* **What you should do**
Check every line below for the string "email", and copy the lines that contain it.

* **Information supplied**
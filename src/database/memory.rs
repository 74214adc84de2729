use std::collections::{BTreeSet, HashMap};
use std::sync::Arc;

use async_trait::async_trait;
use chrono::Utc;
use tokio::sync::Mutex;
use uuid::Uuid;

use super::{
    AccessTokenRecord, DbResult, LogEntry, LogRepository, NewRecipe, NewUser, RecipeChanges,
    RecipeEntity, RecipeFilter, RecipeRepository, RelationRepository, Tag, TagRepository,
    TokenRepository, UserChanges, UserEntity, UserFilter, UserRepository,
};
use crate::utils::Page;

#[derive(Debug, Clone)]
struct StoredRecipe {
    id: i64,
    uuid: Uuid,
    user_id: i64,
    title: String,
    content: String,
    is_active: bool,
    created_at: chrono::DateTime<Utc>,
    tags: BTreeSet<Tag>,
}

#[derive(Default)]
struct State {
    next_user_id: i64,
    next_recipe_id: i64,
    users: Vec<UserEntity>,
    recipes: Vec<StoredRecipe>,
    // (follower_id, following_id)，按关注顺序保存
    relations: Vec<(i64, i64)>,
    tokens: Vec<AccessTokenRecord>,
    logs: Vec<LogEntry>,
}

impl State {
    fn user(&self, id: i64) -> Option<&UserEntity> {
        self.users.iter().find(|u| u.id == id)
    }

    fn join(&self, recipe: &StoredRecipe) -> Option<RecipeEntity> {
        let owner = self.user(recipe.user_id)?;
        Some(RecipeEntity {
            id: recipe.id,
            uuid: recipe.uuid,
            user_id: recipe.user_id,
            owner_phone_number: owner.phone_number.clone(),
            owner_email: owner.email.clone(),
            title: recipe.title.clone(),
            content: recipe.content.clone(),
            is_active: recipe.is_active,
            created_at: recipe.created_at,
            tags: recipe.tags.iter().copied().collect(),
        })
    }
}

/// 进程内存储，用于本地开发和测试
#[derive(Clone, Default)]
pub struct MemoryStore {
    state: Arc<Mutex<State>>,
}

fn contains_ignore_case(haystack: &str, needle: &str) -> bool {
    haystack.to_lowercase().contains(&needle.to_lowercase())
}

fn unique_violation(what: &str) -> sqlx::Error {
    sqlx::Error::Protocol(format!("duplicate key value violates unique constraint on {}", what))
}

impl MemoryStore {
    pub fn new() -> Self {
        Self::default()
    }

    /// 已写入的日志，测试中用于断言
    pub async fn log_entries(&self) -> Vec<LogEntry> {
        self.state.lock().await.logs.clone()
    }

    pub async fn token_records(&self, user_id: i64) -> Vec<AccessTokenRecord> {
        self.state
            .lock()
            .await
            .tokens
            .iter()
            .filter(|t| t.user_id == user_id)
            .cloned()
            .collect()
    }
}

#[async_trait]
impl UserRepository for MemoryStore {
    async fn find_by_id(&self, id: i64) -> DbResult<Option<UserEntity>> {
        Ok(self.state.lock().await.user(id).cloned())
    }

    async fn find_by_phone(&self, phone_number: &str) -> DbResult<Option<UserEntity>> {
        let state = self.state.lock().await;
        Ok(state
            .users
            .iter()
            .find(|u| u.phone_number == phone_number)
            .cloned())
    }

    async fn create(&self, user: NewUser) -> DbResult<UserEntity> {
        let mut state = self.state.lock().await;
        if state.users.iter().any(|u| u.phone_number == user.phone_number) {
            return Err(unique_violation("users.phone_number"));
        }

        state.next_user_id += 1;
        let created = UserEntity {
            id: state.next_user_id,
            phone_number: user.phone_number,
            email: user.email,
            gender: None,
            is_online: user.is_online,
            password_hash: user.password_hash,
            created_at: Utc::now(),
        };
        state.users.push(created.clone());
        Ok(created)
    }

    async fn set_online(&self, id: i64, online: bool) -> DbResult<()> {
        let mut state = self.state.lock().await;
        if let Some(user) = state.users.iter_mut().find(|u| u.id == id) {
            user.is_online = online;
        }
        Ok(())
    }

    async fn update(&self, id: i64, changes: &UserChanges) -> DbResult<UserEntity> {
        let mut state = self.state.lock().await;
        if let Some(phone) = &changes.phone_number {
            if state
                .users
                .iter()
                .any(|u| u.id != id && &u.phone_number == phone)
            {
                return Err(unique_violation("users.phone_number"));
            }
        }

        let user = state
            .users
            .iter_mut()
            .find(|u| u.id == id)
            .ok_or(sqlx::Error::RowNotFound)?;
        if let Some(phone) = &changes.phone_number {
            user.phone_number = phone.clone();
        }
        if let Some(email) = &changes.email {
            user.email = Some(email.clone());
        }
        if let Some(gender) = changes.gender {
            user.gender = Some(gender);
        }
        if let Some(hash) = &changes.password_hash {
            user.password_hash = hash.clone();
        }
        Ok(user.clone())
    }

    async fn search(&self, filter: &UserFilter, page: &Page) -> DbResult<(Vec<UserEntity>, u64)> {
        let state = self.state.lock().await;
        let matched: Vec<UserEntity> = state
            .users
            .iter()
            .filter(|u| match &filter.search {
                Some(search) => {
                    contains_ignore_case(&u.phone_number, search)
                        || u.email
                            .as_deref()
                            .is_some_and(|email| contains_ignore_case(email, search))
                }
                None => true,
            })
            .filter(|u| filter.gender.is_none_or(|g| u.gender == Some(g)))
            .filter(|u| filter.is_online.is_none_or(|online| u.is_online == online))
            .cloned()
            .collect();

        Ok((page.slice(&matched), matched.len() as u64))
    }
}

#[async_trait]
impl RecipeRepository for MemoryStore {
    async fn create(&self, recipe: NewRecipe) -> DbResult<RecipeEntity> {
        let mut state = self.state.lock().await;
        if state.user(recipe.user_id).is_none() {
            return Err(sqlx::Error::Protocol(
                "insert on recipes violates foreign key constraint on user_id".to_string(),
            ));
        }

        state.next_recipe_id += 1;
        let stored = StoredRecipe {
            id: state.next_recipe_id,
            uuid: Uuid::new_v4(),
            user_id: recipe.user_id,
            title: recipe.title,
            content: recipe.content,
            is_active: recipe.is_active,
            created_at: Utc::now(),
            tags: recipe.tags.into_iter().collect(),
        };
        let entity = state.join(&stored).ok_or(sqlx::Error::RowNotFound)?;
        state.recipes.push(stored);
        Ok(entity)
    }

    async fn find_by_uuid(&self, uuid: Uuid) -> DbResult<Option<RecipeEntity>> {
        let state = self.state.lock().await;
        Ok(state
            .recipes
            .iter()
            .find(|r| r.uuid == uuid)
            .and_then(|r| state.join(r)))
    }

    async fn update(&self, uuid: Uuid, changes: &RecipeChanges) -> DbResult<bool> {
        let mut state = self.state.lock().await;
        let Some(recipe) = state.recipes.iter_mut().find(|r| r.uuid == uuid) else {
            return Ok(false);
        };

        if let Some(title) = &changes.title {
            recipe.title = title.clone();
        }
        if let Some(content) = &changes.content {
            recipe.content = content.clone();
        }
        if let Some(is_active) = changes.is_active {
            recipe.is_active = is_active;
        }
        if let Some(tags) = &changes.tags {
            recipe.tags = tags.iter().copied().collect();
        }
        Ok(true)
    }

    async fn delete(&self, uuid: Uuid) -> DbResult<bool> {
        let mut state = self.state.lock().await;
        let before = state.recipes.len();
        state.recipes.retain(|r| r.uuid != uuid);
        Ok(state.recipes.len() < before)
    }

    async fn search(&self, filter: &RecipeFilter, page: &Page) -> DbResult<(Vec<RecipeEntity>, u64)> {
        let state = self.state.lock().await;
        let matched: Vec<RecipeEntity> = state
            .recipes
            .iter()
            .filter(|r| match &filter.search {
                Some(search) => {
                    contains_ignore_case(&r.title, search) || contains_ignore_case(&r.content, search)
                }
                None => true,
            })
            .filter(|r| filter.is_active.is_none_or(|active| r.is_active == active))
            .filter_map(|r| state.join(r))
            .collect();

        Ok((page.slice(&matched), matched.len() as u64))
    }

    async fn uuids_by_user(&self, user_id: i64) -> DbResult<Vec<Uuid>> {
        let state = self.state.lock().await;
        Ok(state
            .recipes
            .iter()
            .filter(|r| r.user_id == user_id)
            .map(|r| r.uuid)
            .collect())
    }
}

#[async_trait]
impl TagRepository for MemoryStore {
    async fn list(&self, page: &Page) -> DbResult<(Vec<Tag>, u64)> {
        Ok((page.slice(&Tag::ALL), Tag::ALL.len() as u64))
    }
}

impl MemoryStore {
    async fn relation_page(
        &self,
        user_id: i64,
        page: &Page,
        follower_side: bool,
    ) -> DbResult<(Vec<UserEntity>, u64)> {
        let state = self.state.lock().await;
        let users: Vec<UserEntity> = state
            .relations
            .iter()
            .filter_map(|&(follower, following)| {
                if follower_side && following == user_id {
                    state.user(follower).cloned()
                } else if !follower_side && follower == user_id {
                    state.user(following).cloned()
                } else {
                    None
                }
            })
            .collect();

        Ok((page.slice(&users), users.len() as u64))
    }
}

#[async_trait]
impl RelationRepository for MemoryStore {
    async fn follow(&self, follower_id: i64, following_id: i64) -> DbResult<bool> {
        let mut state = self.state.lock().await;
        if state.relations.contains(&(follower_id, following_id)) {
            return Ok(false);
        }
        state.relations.push((follower_id, following_id));
        Ok(true)
    }

    async fn unfollow(&self, follower_id: i64, following_id: i64) -> DbResult<bool> {
        let mut state = self.state.lock().await;
        let before = state.relations.len();
        state
            .relations
            .retain(|&pair| pair != (follower_id, following_id));
        Ok(state.relations.len() < before)
    }

    async fn followers(&self, user_id: i64, page: &Page) -> DbResult<(Vec<UserEntity>, u64)> {
        self.relation_page(user_id, page, true).await
    }

    async fn following(&self, user_id: i64, page: &Page) -> DbResult<(Vec<UserEntity>, u64)> {
        self.relation_page(user_id, page, false).await
    }
}

#[async_trait]
impl TokenRepository for MemoryStore {
    async fn insert(&self, record: &AccessTokenRecord) -> DbResult<()> {
        self.state.lock().await.tokens.push(record.clone());
        Ok(())
    }

    async fn take(&self, user_id: i64, refresh_token: &str) -> DbResult<bool> {
        let mut state = self.state.lock().await;
        let position = state
            .tokens
            .iter()
            .position(|t| t.user_id == user_id && t.refresh_token == refresh_token);
        match position {
            Some(index) => {
                state.tokens.remove(index);
                Ok(true)
            }
            None => Ok(false),
        }
    }

    async fn delete_for_user(&self, user_id: i64) -> DbResult<u64> {
        let mut state = self.state.lock().await;
        let before = state.tokens.len();
        state.tokens.retain(|t| t.user_id != user_id);
        Ok((before - state.tokens.len()) as u64)
    }
}

#[async_trait]
impl LogRepository for MemoryStore {
    async fn insert(&self, entry: &LogEntry) -> DbResult<()> {
        self.state.lock().await.logs.push(entry.clone());
        Ok(())
    }
}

* **Solved problem**
            owner_email: owner.email.clone(),
            email: user.email,
        if let Some(email) = &changes.email {
            user.email = Some(email.clone());
                        || u.email
                            .is_some_and(|email| contains_ignore_case(email, search))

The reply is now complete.